[Saved data entries]

[Start of section]

use std::sync::Once;

use lazy_static::lazy_static;
use prometheus::IntCounter;
use prometheus::IntCounterVec;
use prometheus::IntGauge;
use prometheus::Opts;
use prometheus::Registry;
use tokio::sync::watch;
use tracing::error;
use tracing::info;
use warp::Filter;
use warp::Rejection;
use warp::Reply;


lazy_static! {
    pub static ref STREAM_TRIGGERS: IntCounterVec = IntCounterVec::new(
        Opts::new("stream_triggers_total", "Coalescer triggers by outcome (scheduled|merged)"),
        &["outcome"]
    )
    .expect("metric can not be created");

    pub static ref PRODUCER_FAILURES: IntCounter = IntCounter::new(
        "stream_producer_failures_total",
        "Producer invocations that failed and skipped their publish"
    )
    .expect("metric can not be created");

    pub static ref PUBLISHED_PAYLOADS: IntCounter = IntCounter::new(
        "stream_published_payloads_total",
        "Payloads published to streams with at least one subscriber"
    )
    .expect("metric can not be created");

    pub static ref DROPPED_PAYLOADS: IntCounter = IntCounter::new(
        "stream_dropped_payloads_total",
        "Payloads dropped because a subscriber buffer was full"
    )
    .expect("metric can not be created");

    pub static ref ACTIVE_SUBSCRIBERS: IntGauge = IntGauge::new(
        "stream_active_subscribers",
        "Currently attached stream subscribers"
    )
    .expect("metric can not be created");

    pub static ref CONTROLLER_STARTS: IntCounterVec = IntCounterVec::new(
        Opts::new("controller_starts_total", "Resource controller start attempts (started|skipped|failed)"),
        &["outcome"]
    )
    .expect("metric can not be created");

    pub static ref REGISTRY: Registry = Registry::new();
}

static REGISTER: Once = Once::new();

pub(crate) fn register_custom_metrics(registry: &Registry) {
    registry
        .register(Box::new(STREAM_TRIGGERS.clone()))
        .expect("collector can be registered");
    registry
        .register(Box::new(PRODUCER_FAILURES.clone()))
        .expect("collector can be registered");
    registry
        .register(Box::new(PUBLISHED_PAYLOADS.clone()))
        .expect("collector can be registered");
    registry
        .register(Box::new(DROPPED_PAYLOADS.clone()))
        .expect("collector can be registered");
    registry
        .register(Box::new(ACTIVE_SUBSCRIBERS.clone()))
        .expect("collector can be registered");
    registry
        .register(Box::new(CONTROLLER_STARTS.clone()))
        .expect("collector can be registered");
}

/// Serves `/metrics` until `shutdown_signal` fires
pub async fn start_server(
    port: u16,
    mut shutdown_signal: watch::Receiver<()>,
) {
    REGISTER.call_once(|| register_custom_metrics(&REGISTRY));

    let metrics_route = warp::path!("metrics").and_then(metrics_handler);

    info!(port, "Metrics server listening");
    let (_, server) =
        warp::serve(metrics_route).bind_with_graceful_shutdown(([0, 0, 0, 0], port), async move {
            let _ = shutdown_signal.changed().await;
        });
    server.await;
}

async fn metrics_handler() -> Result<impl Reply, Rejection> {
    Ok(encode_metrics(&REGISTRY))
}

pub(crate) fn encode_metrics(registry: &Registry) -> String {
    use prometheus::Encoder;
    let encoder = prometheus::TextEncoder::new();

    let mut buffer = Vec::new();
    if let Err(e) = encoder.encode(&registry.gather(), &mut buffer) {
        error!("could not encode custom metrics: {}", e);
    };
    match String::from_utf8(buffer) {
        Ok(v) => v,
        Err(e) => {
            error!("custom metrics could not be from_utf8'd: {}", e);
            String::default()
        }
    }
}
use std::pin::Pin;
use std::sync::atomic::AtomicU64;
use std::sync::atomic::Ordering;
use std::sync::Arc;
use std::task::Context;
use std::task::Poll;

use bytes::Bytes;
use dashmap::DashMap;
use futures::Stream;
use tokio::sync::mpsc;
use tokio::sync::mpsc::error::TrySendError;
use tracing::debug;
use tracing::trace;

use crate::metrics::ACTIVE_SUBSCRIBERS;
use crate::metrics::DROPPED_PAYLOADS;
use crate::metrics::PUBLISHED_PAYLOADS;
use crate::PublisherConfig;
use crate::StreamKey;

/// Internal subscriber state
#[derive(Debug)]
struct Subscriber {
    id: u64,
    sender: mpsc::Sender<Bytes>,
}

#[derive(Debug)]
struct RegistryInner {
    /// Subscribers grouped by stream key
    subscribers: DashMap<StreamKey, Vec<Subscriber>>,

    /// Next subscriber ID (monotonically increasing)
    next_id: AtomicU64,

    buffer_size: usize,
}

/// Process-wide registry of named broadcast streams
///
/// Cloning yields another handle onto the same registry.
#[derive(Debug, Clone)]
pub struct StreamRegistry {
    inner: Arc<RegistryInner>,
}

impl Default for StreamRegistry {
    fn default() -> Self {
        Self::new(PublisherConfig::default())
    }
}

impl StreamRegistry {
    pub fn new(config: PublisherConfig) -> Self {
        Self {
            inner: Arc::new(RegistryInner {
                subscribers: DashMap::new(),
                next_id: AtomicU64::new(1),
                buffer_size: config.subscriber_buffer_size.max(1),
            }),
        }
    }

    /// Attaches a new receiver to `key`.
    ///
    /// The subscription only sees payloads published after this call. It is
    /// unregistered when dropped.
    pub fn subscribe(
        &self,
        key: StreamKey,
    ) -> Subscription {
        let id = self.inner.next_id.fetch_add(1, Ordering::Relaxed);
        let (sender, receiver) = mpsc::channel(self.inner.buffer_size);

        self.inner
            .subscribers
            .entry(key.clone())
            .or_default()
            .push(Subscriber { id, sender });
        ACTIVE_SUBSCRIBERS.inc();

        trace!(subscriber_id = id, key = %key, "Subscriber registered");

        Subscription {
            id,
            key,
            receiver,
            registry: self.inner.clone(),
        }
    }

    /// Delivers `payload` to every subscriber of `key` without blocking.
    ///
    /// Returns the number of subscribers that accepted the payload.
    pub fn publish(
        &self,
        key: &StreamKey,
        payload: Bytes,
    ) -> usize {
        let mut delivered = 0;
        let mut pruned = 0;
        let now_empty = match self.inner.subscribers.get_mut(key) {
            Some(mut subscribers) => {
                subscribers.retain(|s| match s.sender.try_send(payload.clone()) {
                    Ok(()) => {
                        delivered += 1;
                        true
                    }
                    Err(TrySendError::Full(_)) => {
                        DROPPED_PAYLOADS.inc();
                        trace!(subscriber_id = s.id, key = %key, "Subscriber buffer full, payload dropped");
                        true
                    }
                    Err(TrySendError::Closed(_)) => {
                        pruned += 1;
                        false
                    }
                });
                subscribers.is_empty()
            }
            None => {
                trace!(key = %key, "No subscribers, payload discarded");
                return 0;
            }
        };

        if now_empty {
            self.inner.subscribers.remove_if(key, |_, s| s.is_empty());
        }
        if pruned > 0 {
            ACTIVE_SUBSCRIBERS.sub(pruned as i64);
            debug!(key = %key, pruned, "Pruned closed subscribers");
        }

        PUBLISHED_PAYLOADS.inc();
        trace!(key = %key, delivered, "Payload published");
        delivered
    }

    /// Number of active subscribers for `key`
    pub fn subscriber_count(
        &self,
        key: &StreamKey,
    ) -> usize {
        self.inner.subscribers.get(key).map(|s| s.len()).unwrap_or(0)
    }

    /// Number of keys with at least one subscriber
    pub fn stream_count(&self) -> usize {
        self.inner.subscribers.len()
    }
}

/// Receiving end of one stream subscription
///
/// Yields payloads until dropped; there is no replay of earlier publishes.
#[derive(Debug)]
pub struct Subscription {
    id: u64,
    key: StreamKey,
    receiver: mpsc::Receiver<Bytes>,
    registry: Arc<RegistryInner>,
}

impl Subscription {
    pub fn id(&self) -> u64 {
        self.id
    }

    pub fn key(&self) -> &StreamKey {
        &self.key
    }

    /// Waits for the next payload
    pub async fn recv(&mut self) -> Option<Bytes> {
        self.receiver.recv().await
    }

    /// Returns a payload if one is already buffered
    pub fn try_recv(&mut self) -> Option<Bytes> {
        self.receiver.try_recv().ok()
    }
}

impl Stream for Subscription {
    type Item = Bytes;

    fn poll_next(
        mut self: Pin<&mut Self>,
        cx: &mut Context<'_>,
    ) -> Poll<Option<Self::Item>> {
        self.receiver.poll_recv(cx)
    }
}

impl Drop for Subscription {
    fn drop(&mut self) {
        let id = self.id;
        let mut removed = false;
        // The retain sticks even when the list stays non-empty
        self.registry.subscribers.remove_if_mut(&self.key, |_key, subscribers| {
            let before = subscribers.len();
            subscribers.retain(|s| s.id != id);
            removed = subscribers.len() < before;
            subscribers.is_empty()
        });
        if removed {
            ACTIVE_SUBSCRIBERS.dec();
        }
        trace!(subscriber_id = id, key = %self.key, "Subscriber unregistered");
    }
}
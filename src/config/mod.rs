//! Configuration management for the stream dispatch layer.
//!
//! Provides hierarchical configuration loading and validation with:
//! - Default values as code base
//! - Configuration file support (`CONFIG_PATH`)
//! - Environment variable overrides (`KSTREAM__` prefix)
//! - Component-wise validation
mod coalescer;
mod controller;
mod monitoring;
mod publisher;
mod server;
pub use coalescer::*;
pub use controller::*;
pub use monitoring::*;
pub use publisher::*;
pub use server::*;


use std::env;

use config::Config;
use config::Environment;
use config::File;
use serde::Deserialize;
use serde::Serialize;

use crate::Result;

const ENV_PREFIX: &str = "KSTREAM";

/// Main configuration container for the stream dispatch components
///
/// Merge order (later sources override earlier):
/// 1. Default values from code implementation
/// 2. Configuration file specified by `CONFIG_PATH`
/// 3. Environment variables (highest priority)
#[derive(Debug, Serialize, Deserialize, Clone, Default)]
pub struct StreamNodeConfig {
    /// Change coalescing window
    #[serde(default)]
    pub coalescer: CoalescerConfig,
    /// Resource controller sync behaviour
    #[serde(default)]
    pub controller: ControllerConfig,
    /// Subscriber channel sizing
    #[serde(default)]
    pub publisher: PublisherConfig,
    /// SSE endpoint
    #[serde(default)]
    pub server: ServerConfig,
    /// Metrics and monitoring settings
    #[serde(default)]
    pub monitoring: MonitoringConfig,
}

impl StreamNodeConfig {
    /// Loads configuration from hierarchical sources without validation.
    ///
    /// # Note
    /// Validation is deferred so further overrides can be applied via
    /// `with_override_config()`. Callers MUST call `validate()` before use.
    ///
    /// # Examples
    /// ```ignore
    /// std::env::set_var("KSTREAM__COALESCER__WINDOW_MS", "500");
    /// let cfg = StreamNodeConfig::new()?.validate()?;
    /// ```
    pub fn new() -> Result<Self> {
        let mut builder = Config::builder().add_source(Config::try_from(&Self::default())?);

        if let Ok(config_path) = env::var("CONFIG_PATH") {
            builder = builder.add_source(File::with_name(&config_path).required(true));
        }

        builder = builder.add_source(env_source());

        let config: Self = builder.build()?.try_deserialize()?;
        Ok(config)
    }

    /// Applies additional configuration overrides from file without validation.
    ///
    /// Environment variables are re-applied on top so they keep the highest
    /// priority.
    pub fn with_override_config(
        &self,
        path: &str,
    ) -> Result<Self> {
        let config: Self = Config::builder()
            .add_source(Config::try_from(self)?)
            .add_source(File::with_name(path))
            .add_source(env_source())
            .build()?
            .try_deserialize()?;
        Ok(config)
    }

    /// Validates every section and returns the validated instance.
    pub fn validate(self) -> Result<Self> {
        self.coalescer.validate()?;
        self.controller.validate(&self.coalescer)?;
        self.publisher.validate()?;
        self.server.validate()?;
        self.monitoring.validate()?;
        Ok(self)
    }
}

fn env_source() -> Environment {
    Environment::with_prefix(ENV_PREFIX)
        .separator("__")
        .ignore_empty(true)
        .try_parsing(true)
}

[End of section]

Looking at the entries above, state how many lines contain "task"; give the number alone.

2